*** Opening of Records supplied ***

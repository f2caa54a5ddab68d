use sea_orm::{DatabaseConnection, DbErr};

use crate::{
    model::user::{CreateUserDto, UserDto},
    server::{
        data::{is_unique_violation, user::UserRepository},
        error::{resource::ResourceError, Error},
        model::resource::NewUser,
    },
};

/// Service for managing user accounts.
pub struct UserService<'a> {
    db: &'a DatabaseConnection,
}

impl<'a> UserService<'a> {
    /// Creates a new instance of UserService.
    pub fn new(db: &'a DatabaseConnection) -> Self {
        Self { db }
    }

    pub async fn get_users(&self) -> Result<Vec<UserDto>, Error> {
        let users = UserRepository::new(self.db).get_all().await?;

        Ok(users.into_iter().map(UserDto::from).collect())
    }

    /// Retrieves a single user.
    ///
    /// # Returns
    /// - `Ok(UserDto)` - User found
    /// - `Err(Error::ResourceError(ResourceError::UserNotFound))` - No user with this ID
    /// - `Err(Error::DbErr)` - Database operation failed
    pub async fn get_user(&self, user_id: i32) -> Result<UserDto, Error> {
        let user = UserRepository::new(self.db)
            .get_by_id(user_id)
            .await?
            .ok_or(ResourceError::UserNotFound(user_id))?;

        Ok(user.into())
    }

    /// Registers a new user.
    ///
    /// Email and password are required and must be non-empty, `is_active` defaults to true.
    /// The email is checked against existing users first; a concurrent registration that slips
    /// past the check is caught by the unique index and reported the same way.
    ///
    /// # Returns
    /// - `Ok(UserDto)` - The created user
    /// - `Err(Error::ValidationError)` - Missing or empty email or password
    /// - `Err(Error::ResourceError(ResourceError::EmailAlreadyRegistered))` - Email in use
    /// - `Err(Error::DbErr)` - Database operation failed
    pub async fn create_user(&self, dto: CreateUserDto) -> Result<UserDto, Error> {
        let new_user = NewUser::try_from(dto)?;
        let user_repo = UserRepository::new(self.db);

        if user_repo.get_by_email(&new_user.email).await?.is_some() {
            return Err(ResourceError::EmailAlreadyRegistered(new_user.email).into());
        }

        let email = new_user.email.clone();
        let user = user_repo
            .create(new_user)
            .await
            .map_err(|err| email_conflict_or_db(err, email))?;

        tracing::info!(user_id = %user.id, "Created user");

        Ok(user.into())
    }

    /// Deletes a user along with all of their favorites, returning the deleted user.
    pub async fn delete_user(&self, user_id: i32) -> Result<UserDto, Error> {
        let user = UserRepository::new(self.db)
            .delete(user_id)
            .await?
            .ok_or(ResourceError::UserNotFound(user_id))?;

        tracing::info!(user_id = %user.id, "Deleted user");

        Ok(user.into())
    }
}

/// Maps a unique index violation on insert to the duplicate email error.
fn email_conflict_or_db(err: DbErr, email: String) -> Error {
    if is_unique_violation(&err) {
        ResourceError::EmailAlreadyRegistered(email).into()
    } else {
        err.into()
    }
}
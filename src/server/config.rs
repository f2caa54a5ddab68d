use crate::server::error::config::ConfigError;

/// Database used when `DATABASE_URL` is not set.
pub static DEFAULT_DATABASE_URL: &str = "sqlite:///tmp/holocron.db?mode=rwc";
/// Port used when `PORT` is not set.
pub const DEFAULT_PORT: u16 = 3000;

pub struct Config {
    pub database_url: String,
    pub port: u16,
}

impl Config {
    pub fn from_env() -> Result<Self, ConfigError> {
        Self::from_source(|key| std::env::var(key).ok())
    }

    /// Builds the configuration from any key lookup, `from_env` passes the process environment.
    pub fn from_source<F>(get: F) -> Result<Self, ConfigError>
    where
        F: Fn(&str) -> Option<String>,
    {
        let database_url = get("DATABASE_URL")
            .map(|url| normalize_database_url(&url))
            .unwrap_or_else(|| DEFAULT_DATABASE_URL.to_string());

        let port = match get("PORT") {
            Some(port) => port
                .parse::<u16>()
                .map_err(|e| ConfigError::InvalidEnvValue {
                    var: "PORT".to_string(),
                    reason: e.to_string(),
                })?,
            None => DEFAULT_PORT,
        };

        Ok(Self { database_url, port })
    }
}

/// Rewrites the legacy `postgres://` scheme some hosting providers hand out to `postgresql://`.
pub fn normalize_database_url(url: &str) -> String {
    match url.strip_prefix("postgres://") {
        Some(rest) => format!("postgresql://{}", rest),
        None => url.to_string(),
    }
}
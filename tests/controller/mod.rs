//! Tests for HTTP controller endpoints.
//!
//! Handlers are called directly with an `AppState` built over an in-memory database,
//! verifying status codes and response bodies for success and error paths.

mod character;
mod favorite;
mod ship;
mod user;

use holocron_test_utils::prelude::*;

use crate::util::body_json;
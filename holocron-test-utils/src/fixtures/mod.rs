//! Test fixture modules.
//!
//! - `user` - user accounts
//! - `resource` - characters, planets and ships
//! - `favorite` - favorite join rows
//! - `factory` - in-memory models that never touch the database

pub mod factory;
pub mod favorite;
pub mod resource;
pub mod user;
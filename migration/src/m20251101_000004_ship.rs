use sea_orm_migration::{prelude::*, schema::*};

#[derive(DeriveMigrationName)]
pub struct Migration;

#[async_trait::async_trait]
impl MigrationTrait for Migration {
    async fn up(&self, manager: &SchemaManager) -> Result<(), DbErr> {
        manager
            .create_table(
                Table::create()
                    .table(Ship::Table)
                    .if_not_exists()
                    .col(pk_auto(Ship::Id))
                    .col(string_len_null(Ship::Name, 250))
                    .col(string_len_null(Ship::Model, 250))
                    .col(string_len_null(Ship::Manufacturer, 250))
                    .col(big_integer_null(Ship::CostInCredits))
                    .col(big_integer_null(Ship::Crew))
                    .to_owned(),
            )
            .await?;

        Ok(())
    }

    async fn down(&self, manager: &SchemaManager) -> Result<(), DbErr> {
        manager
            .drop_table(Table::drop().table(Ship::Table).to_owned())
            .await?;

        Ok(())
    }
}

#[derive(DeriveIden)]
pub enum Ship {
    Table,
    Id,
    Name,
    Model,
    Manufacturer,
    CostInCredits,
    Crew,
}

*** Close of Records supplied ***

Each line of the data must be copied exactly as it appears.

Task output:
repository f2caa54a5ddab68d
use sea_orm::{DatabaseConnection, DbErr};

use crate::{
    model::user::{CreateUserDto, UserDto},
    server::{
        data::{is_unique_violation, user::UserRepository},
        error::{resource::ResourceError, Error},
        model::resource::NewUser,
    },
};

/// Service for managing user accounts.
pub struct UserService<'a> {
    db: &'a DatabaseConnection,
}

impl<'a> UserService<'a> {
    /// Creates a new instance of UserService.
    pub fn new(db: &'a DatabaseConnection) -> Self {
        Self { db }
    }

    pub async fn get_users(&self) -> Result<Vec<UserDto>, Error> {
        let users = UserRepository::new(self.db).get_all().await?;

        Ok(users.into_iter().map(UserDto::from).collect())
    }

    /// Retrieves a single user.
    ///
    /// # Returns
    /// - `Ok(UserDto)` - User found
    /// - `Err(Error::ResourceError(ResourceError::UserNotFound))` - No user with this ID
    /// - `Err(Error::DbErr)` - Database operation failed
    pub async fn get_user(&self, user_id: i32) -> Result<UserDto, Error> {
        let user = UserRepository::new(self.db)
            .get_by_id(user_id)
            .await?
            .ok_or(ResourceError::UserNotFound(user_id))?;

        Ok(user.into())
    }

    /// Registers a new user.
    ///
    /// Email and password are required and must be non-empty, `is_active` defaults to true.
    /// The email is checked against existing users first; a concurrent registration that slips
    /// past the check is caught by the unique index and reported the same way.
    ///
    /// # Returns
    /// - `Ok(UserDto)` - The created user
    /// - `Err(Error::ValidationError)` - Missing or empty email or password
    /// - `Err(Error::ResourceError(ResourceError::EmailAlreadyRegistered))` - Email in use
    /// - `Err(Error::DbErr)` - Database operation failed
    pub async fn create_user(&self, dto: CreateUserDto) -> Result<UserDto, Error> {
        let new_user = NewUser::try_from(dto)?;
        let user_repo = UserRepository::new(self.db);

        if user_repo.get_by_email(&new_user.email).await?.is_some() {
            return Err(ResourceError::EmailAlreadyRegistered(new_user.email).into());
        }

        let email = new_user.email.clone();
        let user = user_repo
            .create(new_user)
            .await
            .map_err(|err| email_conflict_or_db(err, email))?;

        tracing::info!(user_id = %user.id, "Created user");

        Ok(user.into())
    }

    /// Deletes a user along with all of their favorites, returning the deleted user.
    pub async fn delete_user(&self, user_id: i32) -> Result<UserDto, Error> {
        let user = UserRepository::new(self.db)
            .delete(user_id)
            .await?
            .ok_or(ResourceError::UserNotFound(user_id))?;

        tracing::info!(user_id = %user.id, "Deleted user");

        Ok(user.into())
    }
}

/// Maps a unique index violation on insert to the duplicate email error.
fn email_conflict_or_db(err: DbErr, email: String) -> Error {
    if is_unique_violation(&err) {
        ResourceError::EmailAlreadyRegistered(email).into()
    } else {
        err.into()
    }
}
filename src/server/config.rs
repository f2caa54a5ddab68d
use crate::server::error::config::ConfigError;

/// Database used when `DATABASE_URL` is not set.
pub static DEFAULT_DATABASE_URL: &str = "sqlite:///tmp/holocron.db?mode=rwc";
/// Port used when `PORT` is not set.
pub const DEFAULT_PORT: u16 = 3000;

pub struct Config {
    pub database_url: String,
    pub port: u16,
}

impl Config {
    pub fn from_env() -> Result<Self, ConfigError> {
        Self::from_source(|key| std::env::var(key).ok())
    }

    /// Builds the configuration from any key lookup, `from_env` passes the process environment.
    pub fn from_source<F>(get: F) -> Result<Self, ConfigError>
    where
        F: Fn(&str) -> Option<String>,
    {
        let database_url = get("DATABASE_URL")
            .map(|url| normalize_database_url(&url))
            .unwrap_or_else(|| DEFAULT_DATABASE_URL.to_string());

        let port = match get("PORT") {
            Some(port) => port
                .parse::<u16>()
                .map_err(|e| ConfigError::InvalidEnvValue {
                    var: "PORT".to_string(),
                    reason: e.to_string(),
                })?,
            None => DEFAULT_PORT,
        };

        Ok(Self { database_url, port })
    }
}

/// Rewrites the legacy `postgres://` scheme some hosting providers hand out to `postgresql://`.
pub fn normalize_database_url(url: &str) -> String {
    match url.strip_prefix("postgres://") {
        Some(rest) => format!("postgresql://{}", rest),
        None => url.to_string(),
    }
}
filename tests/controller/mod.rs
//! Tests for HTTP controller endpoints.
//!
//! Handlers are called directly with an `AppState` built over an in-memory database,
//! verifying status codes and response bodies for success and error paths.

mod character;
mod favorite;
mod ship;
mod user;

use holocron_test_utils::prelude::*;

use crate::util::body_json;
filename holocron-test-utils/src/fixtures/mod.rs
//! Test fixture modules.
//!
//! - `user` - user accounts
//! - `resource` - characters, planets and ships
//! - `favorite` - favorite join rows
//! - `factory` - in-memory models that never touch the database

pub mod factory;
pub mod favorite;
pub mod resource;
pub mod user;
filename migration/src/m20251101_000004_ship.rs
use sea_orm_migration::{prelude::*, schema::*};

#[derive(DeriveMigrationName)]
pub struct Migration;

#[async_trait::async_trait]
impl MigrationTrait for Migration {
    async fn up(&self, manager: &SchemaManager) -> Result<(), DbErr> {
        manager
            .create_table(
                Table::create()
                    .table(Ship::Table)
                    .if_not_exists()
                    .col(pk_auto(Ship::Id))
                    .col(string_len_null(Ship::Name, 250))
                    .col(string_len_null(Ship::Model, 250))
                    .col(string_len_null(Ship::Manufacturer, 250))
                    .col(big_integer_null(Ship::CostInCredits))
                    .col(big_integer_null(Ship::Crew))
                    .to_owned(),
            )
            .await?;

        Ok(())
    }

    async fn down(&self, manager: &SchemaManager) -> Result<(), DbErr> {
        manager
            .drop_table(Table::drop().table(Ship::Table).to_owned())
            .await?;

        Ok(())
    }
}

#[derive(DeriveIden)]
pub enum Ship {
    Table,
    Id,
    Name,
    Model,
    Manufacturer,
    CostInCredits,
    Crew,
}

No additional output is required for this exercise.